## Exercise
Check each line of the entries for the string "width". Report only how many lines have it.

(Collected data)
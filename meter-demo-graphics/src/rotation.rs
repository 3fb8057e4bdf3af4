use core::convert::Infallible;

use embedded_graphics::{
    prelude::{DrawTarget, OriginDimensions, Point, Size},
    Pixel,
};

#[derive(Debug, Clone, Copy, PartialEq, Eq, Default)]
pub enum RotationState {
    #[default]
    None,
    Deg90,
    Deg180,
    Deg270,
}

impl RotationState {
    pub fn next(self) -> Self {
        match self {
            RotationState::None => RotationState::Deg90,
            RotationState::Deg90 => RotationState::Deg180,
            RotationState::Deg180 => RotationState::Deg270,
            RotationState::Deg270 => RotationState::None,
        }
    }

    pub fn from_quarter_turns(turns: u32) -> Self {
        match turns % 4 {
            0 => RotationState::None,
            1 => RotationState::Deg90,
            2 => RotationState::Deg180,
            _ => RotationState::Deg270,
        }
    }

    pub fn degrees(self) -> u16 {
        match self {
            RotationState::None => 0,
            RotationState::Deg90 => 90,
            RotationState::Deg180 => 180,
            RotationState::Deg270 => 270,
        }
    }

    pub fn swaps_axes(self) -> bool {
        matches!(self, RotationState::Deg90 | RotationState::Deg270)
    }
}

pub trait RotatableSurface {
    type Error;

    fn set_rotation(&mut self, rotation: RotationState) -> Result<(), Self::Error>;
}

#[derive(Debug, Default)]
pub struct RotationCycler {
    state: RotationState,
}

impl RotationCycler {
    pub fn new() -> Self {
        Self::default()
    }

    pub fn state(&self) -> RotationState {
        self.state
    }

    pub fn on_activate<S>(&mut self, surface: &mut S) -> Result<RotationState, S::Error>
    where
        S: RotatableSurface,
    {
        let next = self.state.next();
        surface.set_rotation(next)?;
        self.state = next;
        log::info!("Display rotated to {} degrees", next.degrees());
        Ok(next)
    }
}

/// Rotates everything drawn through it by remapping pixel coordinates.
///
/// Drawing happens in logical coordinates; the wrapped target receives
/// physical ones. Pixels outside the logical area are dropped.
pub struct SoftwareRotation<D> {
    target: D,
    rotation: RotationState,
}

impl<D> SoftwareRotation<D>
where
    D: DrawTarget + OriginDimensions,
{
    pub fn new(target: D) -> Self {
        Self {
            target,
            rotation: RotationState::None,
        }
    }

    pub fn rotation(&self) -> RotationState {
        self.rotation
    }

    pub fn inner(&self) -> &D {
        &self.target
    }

    pub fn into_inner(self) -> D {
        self.target
    }

    pub fn physical_to_logical(&self, point: Point) -> Point {
        let physical = self.target.size();
        let (w, h) = (physical.width as i32, physical.height as i32);
        match self.rotation {
            RotationState::None => point,
            RotationState::Deg90 => Point::new(point.y, w - 1 - point.x),
            RotationState::Deg180 => Point::new(w - 1 - point.x, h - 1 - point.y),
            RotationState::Deg270 => Point::new(h - 1 - point.y, point.x),
        }
    }
}

fn logical_to_physical(rotation: RotationState, physical: Size, point: Point) -> Point {
    let (w, h) = (physical.width as i32, physical.height as i32);
    match rotation {
        RotationState::None => point,
        RotationState::Deg90 => Point::new(w - 1 - point.y, point.x),
        RotationState::Deg180 => Point::new(w - 1 - point.x, h - 1 - point.y),
        RotationState::Deg270 => Point::new(point.y, h - 1 - point.x),
    }
}

impl<D> OriginDimensions for SoftwareRotation<D>
where
    D: DrawTarget + OriginDimensions,
{
    fn size(&self) -> Size {
        let physical = self.target.size();
        if self.rotation.swaps_axes() {
            Size::new(physical.height, physical.width)
        } else {
            physical
        }
    }
}

impl<D> DrawTarget for SoftwareRotation<D>
where
    D: DrawTarget + OriginDimensions,
{
    type Color = D::Color;
    type Error = D::Error;

    fn draw_iter<I>(&mut self, pixels: I) -> Result<(), Self::Error>
    where
        I: IntoIterator<Item = Pixel<Self::Color>>,
    {
        let rotation = self.rotation;
        let physical = self.target.size();
        let logical = self.size();
        let (lw, lh) = (logical.width as i32, logical.height as i32);

        self.target.draw_iter(
            pixels
                .into_iter()
                .filter(|Pixel(p, _)| p.x >= 0 && p.y >= 0 && p.x < lw && p.y < lh)
                .map(|Pixel(p, color)| Pixel(logical_to_physical(rotation, physical, p), color)),
        )
    }
}

impl<D> RotatableSurface for SoftwareRotation<D>
where
    D: DrawTarget + OriginDimensions,
{
    type Error = Infallible;

    fn set_rotation(&mut self, rotation: RotationState) -> Result<(), Self::Error> {
        self.rotation = rotation;
        Ok(())
    }
}

#[cfg(test)]
mod tests {
    use embedded_graphics::{pixelcolor::Rgb565, prelude::RgbColor};
    use embedded_graphics_simulator::SimulatorDisplay;

    use super::*;

    #[derive(Default)]
    struct RecordingSurface {
        applied: Vec<RotationState>,
    }

    impl RotatableSurface for RecordingSurface {
        type Error = Infallible;

        fn set_rotation(&mut self, rotation: RotationState) -> Result<(), Self::Error> {
            self.applied.push(rotation);
            Ok(())
        }
    }

    struct RejectingSurface;

    impl RotatableSurface for RejectingSurface {
        type Error = &'static str;

        fn set_rotation(&mut self, _rotation: RotationState) -> Result<(), Self::Error> {
            Err("bus error")
        }
    }

    #[test]
    fn state_after_n_activations_is_n_mod_4() {
        for n in 0..=17u32 {
            let mut cycler = RotationCycler::new();
            let mut surface = RecordingSurface::default();
            for _ in 0..n {
                cycler.on_activate(&mut surface).unwrap();
            }
            assert_eq!(cycler.state(), RotationState::from_quarter_turns(n));
            assert_eq!(surface.applied.len(), n as usize);
        }
    }

    #[test]
    fn four_activations_return_to_none() {
        let mut cycler = RotationCycler::new();
        let mut surface = RecordingSurface::default();
        for _ in 0..4 {
            cycler.on_activate(&mut surface).unwrap();
        }
        assert_eq!(cycler.state(), RotationState::None);
        assert_eq!(
            surface.applied,
            vec![
                RotationState::Deg90,
                RotationState::Deg180,
                RotationState::Deg270,
                RotationState::None,
            ]
        );
    }

    #[test]
    fn failed_surface_keeps_previous_state() {
        let mut cycler = RotationCycler::new();
        assert_eq!(cycler.on_activate(&mut RejectingSurface), Err("bus error"));
        assert_eq!(cycler.state(), RotationState::None);
    }

    #[test]
    fn logical_size_swaps_for_quarter_turns() {
        let mut surface = SoftwareRotation::new(SimulatorDisplay::<Rgb565>::new(Size::new(240, 320)));
        assert_eq!(surface.size(), Size::new(240, 320));
        surface.set_rotation(RotationState::Deg90).unwrap();
        assert_eq!(surface.size(), Size::new(320, 240));
        surface.set_rotation(RotationState::Deg180).unwrap();
        assert_eq!(surface.size(), Size::new(240, 320));
        surface.set_rotation(RotationState::Deg270).unwrap();
        assert_eq!(surface.size(), Size::new(320, 240));
    }

    #[test]
    fn logical_origin_lands_on_expected_corner() {
        let cases = [
            (RotationState::None, Point::new(0, 0)),
            (RotationState::Deg90, Point::new(39, 0)),
            (RotationState::Deg180, Point::new(39, 29)),
            (RotationState::Deg270, Point::new(0, 29)),
        ];
        for (rotation, expected) in cases {
            let mut surface =
                SoftwareRotation::new(SimulatorDisplay::<Rgb565>::new(Size::new(40, 30)));
            surface.set_rotation(rotation).unwrap();
            surface
                .draw_iter([Pixel(Point::zero(), Rgb565::RED)])
                .unwrap();
            assert_eq!(surface.inner().get_pixel(expected), Rgb565::RED, "{rotation:?}");
            assert_eq!(surface.physical_to_logical(expected), Point::zero());
        }
    }

    #[test]
    fn drops_pixels_outside_logical_area() {
        let mut surface = SoftwareRotation::new(SimulatorDisplay::<Rgb565>::new(Size::new(40, 30)));
        surface.set_rotation(RotationState::Deg90).unwrap();
        // x = 35 is inside the physical width but outside the rotated logical width of 30
        surface
            .draw_iter([Pixel(Point::new(35, 0), Rgb565::RED)])
            .unwrap();
        let display = surface.into_inner();
        for y in 0..30 {
            for x in 0..40 {
                assert_ne!(display.get_pixel(Point::new(x, y)), Rgb565::RED);
            }
        }
    }
}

## The completed task
5